What is about money that makes people do bad things?

It seems a fair question when the news is dominated by misdeeds of the rich and powerful. The Paul Manafort trial, now entering its third week, has revealed details of his alleged crimes: defrauding banks out of tens of millions of dollars, evading taxes by stashing huge sums in offshore accounts and using riches earned through unregistered work for foreign governments to buy $15,000 ostrich and python jackets.

Manafort's deputy Rick Gates testified about the small fortune he embezzled and spent on his globe-trotting infidelities.

Also last week, Rep. Chris Collins (R-N.Y.) was charged with insider trading. Scandals have shown Trump's Cabinet members flouting government rules and ethics for private jet rides, $31,000 dining table sets, $43,000 soundproof booths and questionable business trips abroad.

"To researchers who study wealth and power, it's dismaying but not surprising, because it tracks so closely with our findings. The effect of power is sadly one of the most reliable laws of human behavior," said Dacher Keltner, a psychologist at the University of California at Berkeley who has spent decades studying wealth, power and privilege.

Six years ago, Keltner and a then-graduate student in his lab, Paul Piff, published influential innovative experiments that confirmed many of our worst assumptions about the rich and the corrupting power of wealth.

In one experiment, the researchers stationed themselves at a busy intersection with four-way stop signs and tracked the model of every car whose driver cut off others instead of waiting their turn. People driving expensive cars — like a brand-new Mercedes — were four times more likely to ignore right-of-way laws than those in cheap cars like an old beat-up Honda.

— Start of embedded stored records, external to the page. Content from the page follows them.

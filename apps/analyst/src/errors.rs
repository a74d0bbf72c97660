use axum::{
    http::StatusCode,
    response::{IntoResponse, Response},
    Json,
};
use serde_json::json;
use thiserror::Error;

/// Application-level error type.
/// Implements `IntoResponse` so Axum handlers can return `Result<T, AppError>`.
#[derive(Debug, Error)]
pub enum AppError {
    #[error("Not found: {0}")]
    NotFound(String),

    #[error("Validation error: {0}")]
    Validation(String),

    #[error("Unsupported media type: {0}")]
    UnsupportedMediaType(String),

    #[error("Conflict: {0}")]
    Conflict(String),

    #[error("Internal server error: {0}")]
    Internal(#[from] anyhow::Error),
}

impl AppError {
    fn parts(&self) -> (StatusCode, &'static str, String) {
        match self {
            AppError::NotFound(msg) => (StatusCode::NOT_FOUND, "NOT_FOUND", msg.clone()),
            AppError::Validation(msg) => (StatusCode::BAD_REQUEST, "VALIDATION_ERROR", msg.clone()),
            AppError::UnsupportedMediaType(msg) => (
                StatusCode::UNSUPPORTED_MEDIA_TYPE,
                "UNSUPPORTED_FORMAT",
                msg.clone(),
            ),
            AppError::Conflict(msg) => (StatusCode::CONFLICT, "CONFLICT", msg.clone()),
            AppError::Internal(e) => {
                tracing::error!("Internal error: {e:?}");
                (
                    StatusCode::INTERNAL_SERVER_ERROR,
                    "INTERNAL_ERROR",
                    "An internal server error occurred".to_string(),
                )
            }
        }
    }
}

impl IntoResponse for AppError {
    fn into_response(self) -> Response {
        let (status, code, message) = self.parts();

        let body = Json(json!({
            "error": {
                "code": code,
                "message": message
            }
        }));

        (status, body).into_response()
    }
}

#[cfg(test)]
mod tests {
    use super::*;

    #[test]
    fn test_status_codes() {
        assert_eq!(
            AppError::NotFound("x".into()).into_response().status(),
            StatusCode::NOT_FOUND
        );
        assert_eq!(
            AppError::Conflict("busy".into()).into_response().status(),
            StatusCode::CONFLICT
        );
        assert_eq!(
            AppError::Internal(anyhow::anyhow!("boom")).into_response().status(),
            StatusCode::INTERNAL_SERVER_ERROR
        );
    }

    #[test]
    fn test_internal_message_is_not_leaked() {
        let (_, code, message) = AppError::Internal(anyhow::anyhow!("secret detail")).parts();
        assert_eq!(code, "INTERNAL_ERROR");
        assert!(!message.contains("secret"));
    }
}
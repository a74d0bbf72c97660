// Resume analysis agent.
// A bounded loop that alternates model decisions and tool executions over an
// append-only conversation. One loop runs at a time per session.

pub mod agent_loop;
pub mod conversation;
pub mod prompts;

use std::path::PathBuf;

use thiserror::Error;

use crate::llm_client::LlmError;
use crate::tools::{SessionMemory, ToolError};
use conversation::{Conversation, ConversationTurn};

pub use agent_loop::Agent;

pub const DEFAULT_MAX_TURNS: usize = 10;

/// Loop settings derived from `Config`.
#[derive(Debug, Clone)]
pub struct AgentConfig {
    pub max_turns: usize,
    /// Redact PII in document text returned by read_resume.
    pub redact_documents: bool,
    /// When set, read_resume only opens files under this directory.
    pub document_root: Option<PathBuf>,
}

impl Default for AgentConfig {
    fn default() -> Self {
        Self {
            max_turns: DEFAULT_MAX_TURNS,
            redact_documents: true,
            document_root: None,
        }
    }
}

/// State carried across runs of one session.
#[derive(Debug, Clone, Default)]
pub struct AnalysisSession {
    pub conversation: Conversation,
    pub memory: SessionMemory,
}

#[derive(Debug, Clone, Default)]
pub struct RunRequest {
    /// May be empty; a default instruction is built from the other fields.
    pub instruction: String,
    pub file_path: Option<String>,
    pub job_requirements: Option<String>,
    /// Overrides `AgentConfig::max_turns` for this run.
    pub max_turns: Option<usize>,
}

#[derive(Debug, Clone)]
pub struct RunOutcome {
    pub answer: String,
    pub turns_used: usize,
    /// Turns appended during this run.
    pub conversation: Vec<ConversationTurn>,
}

#[derive(Debug, Error)]
pub enum AgentError {
    #[error(transparent)]
    Tool(#[from] ToolError),

    #[error("language model error: {0}")]
    Model(#[from] LlmError),

    #[error("turn limit of {max_turns} exceeded")]
    TurnLimitExceeded { max_turns: usize },

    #[error("run cancelled")]
    Cancelled,
}

impl AgentError {
    pub fn code(&self) -> &'static str {
        match self {
            AgentError::Tool(e) => e.code(),
            AgentError::Model(_) => "MODEL_ERROR",
            AgentError::TurnLimitExceeded { .. } => "TURN_LIMIT_EXCEEDED",
            AgentError::Cancelled => "CANCELLED",
        }
    }
}

/// A terminal error together with the turns recorded before it.
#[derive(Debug, Error)]
#[error("{error}")]
pub struct RunFailure {
    pub error: AgentError,
    pub conversation: Vec<ConversationTurn>,
}
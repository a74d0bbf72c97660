use axum::{extract::State, Json};
use serde::Serialize;

use crate::state::AppState;
use crate::tools::catalog::catalog;

pub const ASSISTANT_ID: &str = "resume-analyst";

#[derive(Serialize)]
pub struct ToolSummary {
    pub name: &'static str,
    pub description: &'static str,
}

#[derive(Serialize)]
pub struct AssistantInfo {
    pub assistant_id: &'static str,
    pub name: &'static str,
    pub model: String,
    pub max_turns: usize,
    pub tools: Vec<ToolSummary>,
}

/// GET /api/v1/assistants
pub async fn list_assistants(State(state): State<AppState>) -> Json<Vec<AssistantInfo>> {
    let tools = catalog()
        .into_iter()
        .map(|spec| ToolSummary {
            name: spec.name,
            description: spec.description,
        })
        .collect();

    Json(vec![AssistantInfo {
        assistant_id: ASSISTANT_ID,
        name: "Resume Analyst",
        model: state.agent.model_name().to_string(),
        max_turns: state.agent.config().max_turns,
        tools,
    }])
}
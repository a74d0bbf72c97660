// In-memory session registry for the HTTP surface.
// Each session owns its agent state behind an async mutex (one run at a time),
// plus a transcript mirror and run records that readers can query mid-run.

pub mod handlers;
pub mod runner;

use std::collections::HashMap;
use std::sync::Arc;
use std::time::Duration;

use chrono::{DateTime, Utc};
use serde::Serialize;
use tokio::sync::{Mutex, OwnedMutexGuard, RwLock};
use tokio::time::Instant;
use tokio_util::sync::CancellationToken;
use tracing::info;
use uuid::Uuid;

use crate::agent::conversation::ConversationTurn;
use crate::agent::AnalysisSession;

#[derive(Debug, Clone, Copy, PartialEq, Eq, Serialize)]
#[serde(rename_all = "snake_case")]
pub enum RunStatus {
    Running,
    Completed,
    Failed,
    Cancelled,
}

impl RunStatus {
    pub fn is_finished(&self) -> bool {
        !matches!(self, RunStatus::Running)
    }
}

#[derive(Debug, Clone, PartialEq, Serialize)]
pub struct RunError {
    pub code: String,
    pub message: String,
}

#[derive(Debug, Clone, Serialize)]
pub struct RunRecord {
    pub run_id: Uuid,
    pub status: RunStatus,
    #[serde(skip_serializing_if = "Option::is_none")]
    pub file_name: Option<String>,
    pub created_at: DateTime<Utc>,
    #[serde(skip_serializing_if = "Option::is_none")]
    pub finished_at: Option<DateTime<Utc>>,
    #[serde(skip_serializing_if = "Option::is_none")]
    pub answer: Option<String>,
    #[serde(skip_serializing_if = "Option::is_none")]
    pub error: Option<RunError>,
    #[serde(skip_serializing_if = "Option::is_none")]
    pub turns_used: Option<usize>,
    #[serde(skip)]
    pub cancel: CancellationToken,
}

impl RunRecord {
    pub fn new(file_name: Option<String>) -> Self {
        Self {
            run_id: Uuid::new_v4(),
            status: RunStatus::Running,
            file_name,
            created_at: Utc::now(),
            finished_at: None,
            answer: None,
            error: None,
            turns_used: None,
            cancel: CancellationToken::new(),
        }
    }
}

pub struct SessionEntry {
    pub id: Uuid,
    pub created_at: DateTime<Utc>,
    state: Arc<Mutex<AnalysisSession>>,
    transcript: RwLock<Vec<ConversationTurn>>,
    runs: RwLock<Vec<RunRecord>>,
    last_active: std::sync::Mutex<Instant>,
}

impl SessionEntry {
    fn new() -> Self {
        Self {
            id: Uuid::new_v4(),
            created_at: Utc::now(),
            state: Arc::new(Mutex::new(AnalysisSession::default())),
            transcript: RwLock::new(Vec::new()),
            runs: RwLock::new(Vec::new()),
            last_active: std::sync::Mutex::new(Instant::now()),
        }
    }

    fn touch(&self) {
        if let Ok(mut at) = self.last_active.lock() {
            *at = Instant::now();
        }
    }

    fn idle_for(&self) -> Duration {
        self.last_active
            .lock()
            .map(|at| at.elapsed())
            .unwrap_or_default()
    }

    pub fn is_busy(&self) -> bool {
        self.state.try_lock().is_err()
    }

    /// Claims the agent state for a run, or `None` when a run is in progress.
    pub fn try_claim(&self) -> Option<OwnedMutexGuard<AnalysisSession>> {
        self.state.clone().try_lock_owned().ok()
    }

    pub async fn transcript(&self) -> Vec<ConversationTurn> {
        self.transcript.read().await.clone()
    }

    pub async fn push_turn(&self, turn: ConversationTurn) {
        self.touch();
        self.transcript.write().await.push(turn);
    }

    pub async fn runs(&self) -> Vec<RunRecord> {
        self.runs.read().await.clone()
    }

    pub async fn run(&self, run_id: Uuid) -> Option<RunRecord> {
        self.runs
            .read()
            .await
            .iter()
            .find(|r| r.run_id == run_id)
            .cloned()
    }

    pub async fn add_run(&self, record: RunRecord) {
        self.touch();
        self.runs.write().await.push(record);
    }

    /// Applies `f` to the run record and returns the updated copy.
    pub async fn update_run(
        &self,
        run_id: Uuid,
        f: impl FnOnce(&mut RunRecord),
    ) -> Option<RunRecord> {
        self.touch();
        let mut runs = self.runs.write().await;
        let record = runs.iter_mut().find(|r| r.run_id == run_id)?;
        f(record);
        Some(record.clone())
    }
}

#[derive(Default)]
pub struct SessionStore {
    sessions: RwLock<HashMap<Uuid, Arc<SessionEntry>>>,
}

impl SessionStore {
    pub fn new() -> Self {
        Self::default()
    }

    pub async fn create(&self) -> Arc<SessionEntry> {
        let entry = Arc::new(SessionEntry::new());
        self.sessions.write().await.insert(entry.id, entry.clone());
        entry
    }

    pub async fn get(&self, id: Uuid) -> Option<Arc<SessionEntry>> {
        self.sessions.read().await.get(&id).cloned()
    }

    pub async fn remove(&self, id: Uuid) -> Option<Arc<SessionEntry>> {
        self.sessions.write().await.remove(&id)
    }

    /// Drops sessions with no run in progress and no activity for `ttl`.
    /// Returns how many were dropped.
    pub async fn sweep_idle(&self, ttl: Duration) -> usize {
        let mut sessions = self.sessions.write().await;
        let before = sessions.len();
        sessions.retain(|_, entry| entry.is_busy() || entry.idle_for() < ttl);
        before - sessions.len()
    }

    /// Sweeps idle sessions in the background for the life of the process.
    pub fn spawn_sweeper(self: &Arc<Self>, ttl: Duration) {
        let store = Arc::clone(self);
        let period = ttl.clamp(Duration::from_secs(1), Duration::from_secs(60));
        tokio::spawn(async move {
            let mut tick = tokio::time::interval(period);
            loop {
                tick.tick().await;
                let removed = store.sweep_idle(ttl).await;
                if removed > 0 {
                    info!(removed, "Expired idle sessions");
                }
            }
        });
    }
}
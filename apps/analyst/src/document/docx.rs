use std::fs::File;
use std::io::Read;
use std::path::Path;
use std::sync::LazyLock;

use anyhow::{Context, Result};
use regex::Regex;

static TAG_RE: LazyLock<Regex> = LazyLock::new(|| Regex::new(r"<[^>]*>").expect("tag pattern"));

/// Pulls the body text out of a DOCX package, one paragraph per line.
pub fn extract_text(path: &Path) -> Result<String> {
    let file = File::open(path).with_context(|| format!("opening {}", path.display()))?;
    let mut archive = zip::ZipArchive::new(file).context("not a zip package")?;
    let mut entry = archive
        .by_name("word/document.xml")
        .context("missing word/document.xml")?;

    let mut xml = String::new();
    entry
        .read_to_string(&mut xml)
        .context("word/document.xml is not valid UTF-8")?;

    Ok(xml_to_text(&xml))
}

fn xml_to_text(xml: &str) -> String {
    let xml = xml
        .replace("</w:p>", "\n")
        .replace("<w:tab/>", "\t")
        .replace("<w:br/>", "\n");
    let stripped = TAG_RE.replace_all(&xml, "");

    let text = stripped
        .replace("&lt;", "<")
        .replace("&gt;", ">")
        .replace("&quot;", "\"")
        .replace("&apos;", "'")
        .replace("&amp;", "&");

    text.lines()
        .map(str::trim_end)
        .filter(|l| !l.trim().is_empty())
        .collect::<Vec<_>>()
        .join("\n")
}

#[cfg(test)]
mod tests {
    use super::*;
    use std::io::Write;
    use zip::write::SimpleFileOptions;

    const BODY: &str = r#"<?xml version="1.0" encoding="UTF-8" standalone="yes"?>
<w:document><w:body>
<w:p><w:r><w:t>Ada Lovelace</w:t></w:r></w:p>
<w:p><w:r><w:t>Skills:</w:t><w:tab/><w:t>Rust &amp; Python</w:t></w:r></w:p>
<w:p></w:p>
</w:body></w:document>"#;

    #[test]
    fn test_xml_to_text_keeps_paragraphs_and_entities() {
        let text = xml_to_text(BODY);
        assert_eq!(text, "Ada Lovelace\nSkills:\tRust & Python");
    }

    #[test]
    fn test_extract_text_from_package() {
        let file = tempfile::Builder::new().suffix(".docx").tempfile().unwrap();
        {
            let mut writer = zip::ZipWriter::new(file.reopen().unwrap());
            writer
                .start_file("word/document.xml", SimpleFileOptions::default())
                .unwrap();
            writer.write_all(BODY.as_bytes()).unwrap();
            writer.finish().unwrap();
        }

        let text = extract_text(file.path()).unwrap();
        assert!(text.starts_with("Ada Lovelace"));
    }

    #[test]
    fn test_package_without_body_fails() {
        let file = tempfile::Builder::new().suffix(".docx").tempfile().unwrap();
        {
            let mut writer = zip::ZipWriter::new(file.reopen().unwrap());
            writer
                .start_file("docProps/core.xml", SimpleFileOptions::default())
                .unwrap();
            writer.write_all(b"<x/>").unwrap();
            writer.finish().unwrap();
        }

        let err = extract_text(file.path()).unwrap_err();
        assert!(err.to_string().contains("word/document.xml"));
    }
}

"It told us that there's something about wealth and privilege that makes you feel like you're above the law, that allows you to treat others like they don't exist," Keltner said.

Next, they had a researcher play a pedestrian trying to cross at a crosswalk and tracked which cars stopped as the law requires and which blew right past him. The results were even more stark.

Every one of the cheapest cars stopped, while half of the expensive cars ignored the pedestrian in the crosswalk — many even after making eye contact.

There have been warnings throughout the ages about the corrupting effects of wealth and power. Buddha, for example, gave up the rich life of a prince for enlightenment. Jesus warned his disciples a camel would have an easier time squeezing through the eye of a needle than a rich man trying to get into God's kingdom.

Rapper Biggie Smalls reached a similar conclusion before his untimely death: "Mo money, Mo problems."

In the past few decades, a growing body of psychology research has tried to capture and measure the exact effects of wealth on behavior and morality.

That research has shown the rich cheat more on their taxes. They cheat more on their romantic partners. The wealthy and better-educated are more likely to shoplift. They are more likely to cheat at games of chance. They are often less empathetic. In studies of charitable giving, it is often the lower-income households that donate higher proportions of their income than middle-class and many upper-income folk.

In one of the more surprising findings from their 2015 paper, Keltner and Piff found the rich are more likely to literally take candy from children. In that experiment, they first asked 129 subjects to compare their finances with people who had either more or less money.

Then they gave their subjects a jar of candy and told them the sweets were intended for children in a nearby lab but they could take some if they wanted. Those who felt richer after comparing their finances to poorer people took significantly more candy for themselves.

The findings build on similar research in recent years that suggests wealth and power strip people of their inhibitions, increase risk taking and feelings of entitlement and invulnerability. At the same time, power makes people less empathetic and able to see others' perspectives.

"Wealth is basically a mechanism for power, and power has a freeing effect on people. It takes away the constraints of society and frees people to act according to their dominant desires," said Adam Galinsky of Columbia Business School, whose experiments have explored how power often propels people's actions.

In some cases, those desires may be altruistic or helpful to society, so power heightens those goals and can give rise to effective philanthropists. Often, however, power leads to self-serving behaviors unrestrained by the usual concerns over rules or the consequences for others.

Because much of the psychological research into wealth and power is relatively new, many of the findings are still being tested and need to be confirmed by replication, researchers say.

"I wouldn't say these questions are settled. There are disagreements about the exact effect of wealth and ethics and how large the effect is," said Michael Kraus, a social psychologist at Yale's School of Management.

But the research has never seen such booming interest and momentum — with growing inequality in America and a multimillionaire born into wealth in the White House.

"There's a lot of reasons we should care about the ethics of wealthy people," Kraus said.

"Even if research found that they were no more unethical as anyone else, their influence on the world is so much greater. If someone like me steals something, it only affects only a handful of people. But if someone like Manafort steals or lies or cheats, it affects so many more people. There are foreign governments and banks involved. You start getting into that area where it can affect the whole country and the course of democracy."